Equestrian statue honoring Spanish general in Madrid's Plaza del Doctor Marañón

Marqués del Duero, also known as Monumento al Marqués del Duero ("Monument to the Marquis of the Duero"), is an instance of public art located in Madrid, Spain. Erected on the centre of the Plaza del Doctor Marañón, the monument consists of a bronze equestrian statue representing Manuel Gutiérrez de la Concha e Irigoyen—a general who stood out in the fight against Carlism—on a stone pedestal decorated with two reliefs.

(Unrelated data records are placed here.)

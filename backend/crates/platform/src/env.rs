//! Environment helpers

use std::str::FromStr;

/// Runtime mode, from `APP_ENV` or else `NODE_ENV`
#[derive(Debug, Clone, Copy, PartialEq, Eq, Default)]
pub enum Environment {
    Production,
    #[default]
    Development,
}

impl Environment {
    pub fn from_env() -> Self {
        let raw = var("APP_ENV").or_else(|| var("NODE_ENV"));
        Self::from_value(raw.as_deref())
    }

    /// Anything other than `production` counts as development
    pub fn from_value(value: Option<&str>) -> Self {
        match value.map(|v| v.trim().to_ascii_lowercase()) {
            Some(v) if v == "production" || v == "prod" => Environment::Production,
            _ => Environment::Development,
        }
    }

    pub fn is_production(&self) -> bool {
        matches!(self, Environment::Production)
    }

    pub fn as_str(&self) -> &'static str {
        match self {
            Environment::Production => "production",
            Environment::Development => "development",
        }
    }
}

/// Non-empty, trimmed environment variable
pub fn var(key: &str) -> Option<String> {
    std::env::var(key)
        .ok()
        .map(|v| v.trim().to_string())
        .filter(|v| !v.is_empty())
}

/// Parsed environment variable with a fallback for missing or malformed values
pub fn var_or<T: FromStr>(key: &str, default: T) -> T {
    match var(key) {
        Some(raw) => raw.parse().unwrap_or_else(|_| {
            tracing::warn!(key, value = %raw, "Ignoring malformed environment variable");
            default
        }),
        None => default,
    }
}

/// Comma separated list, blanks dropped
pub fn var_list(key: &str) -> Vec<String> {
    var(key)
        .map(|raw| split_list(&raw))
        .unwrap_or_default()
}

fn split_list(raw: &str) -> Vec<String> {
    raw.split(',')
        .map(str::trim)
        .filter(|s| !s.is_empty())
        .map(str::to_string)
        .collect()
}

#[cfg(test)]
mod tests {
    use super::*;

    #[test]
    fn test_environment_from_value() {
        assert_eq!(
            Environment::from_value(Some("production")),
            Environment::Production
        );
        assert_eq!(
            Environment::from_value(Some(" Production ")),
            Environment::Production
        );
        assert_eq!(
            Environment::from_value(Some("staging")),
            Environment::Development
        );
        assert_eq!(Environment::from_value(None), Environment::Development);
    }

    #[test]
    fn test_split_list() {
        assert_eq!(
            split_list("http://a.test, ,http://b.test,"),
            vec!["http://a.test".to_string(), "http://b.test".to_string()]
        );
        assert!(split_list("").is_empty());
    }
}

== History and description ==
A work by Andrés Aleu, the bronze statue is 4.55 meters high, and it weighs 8,280 kilograms. Reportedly the first equestrian statue cast in Spain since the 17th century, the bronze was cast in Seville, from cannons loaned by the Spanish State. Additional costs were funded via a nation-wide popular subscription. On the longitudinal sides of the stone pedestal there are two reliefs illustrating important episodes of the general's life, authored by Pablo Gibert.

One of the reliefs depicts the Spanish intervention in the neighbouring kingdom of Portugal in 1847 during the Portuguese Civil War, with Gutiérrez de la Concha entering the city of Porto followed by his staff, in the act of being received by the local leader of the insurrectionists, Vasconcelos, surrounded by his own people. This peacemaking role granted him a Grand Collar of the Order of the Tower and the Sword on the part of the Portuguese Government, and the nobiliary title of Marquis of Duero (Grandee of Spain) on that of Spain.

The other relief is inspired by the death of the general on 27 June 1874, depicting the moment when his assistants raised his mortally wounded body to a horse that would take the body out of the Battle of Monte Muro, an episode of the Third Carlist War.
In bronze letters, the following inscription reads: Al capitán general, Marqués del Duero ("to the Captain General, Marquis del Duero").

The statue was placed on a marble base with three steps as a base upon its inauguration, surrounded by several rows of flower pots. It was unveiled on 27 June 1885.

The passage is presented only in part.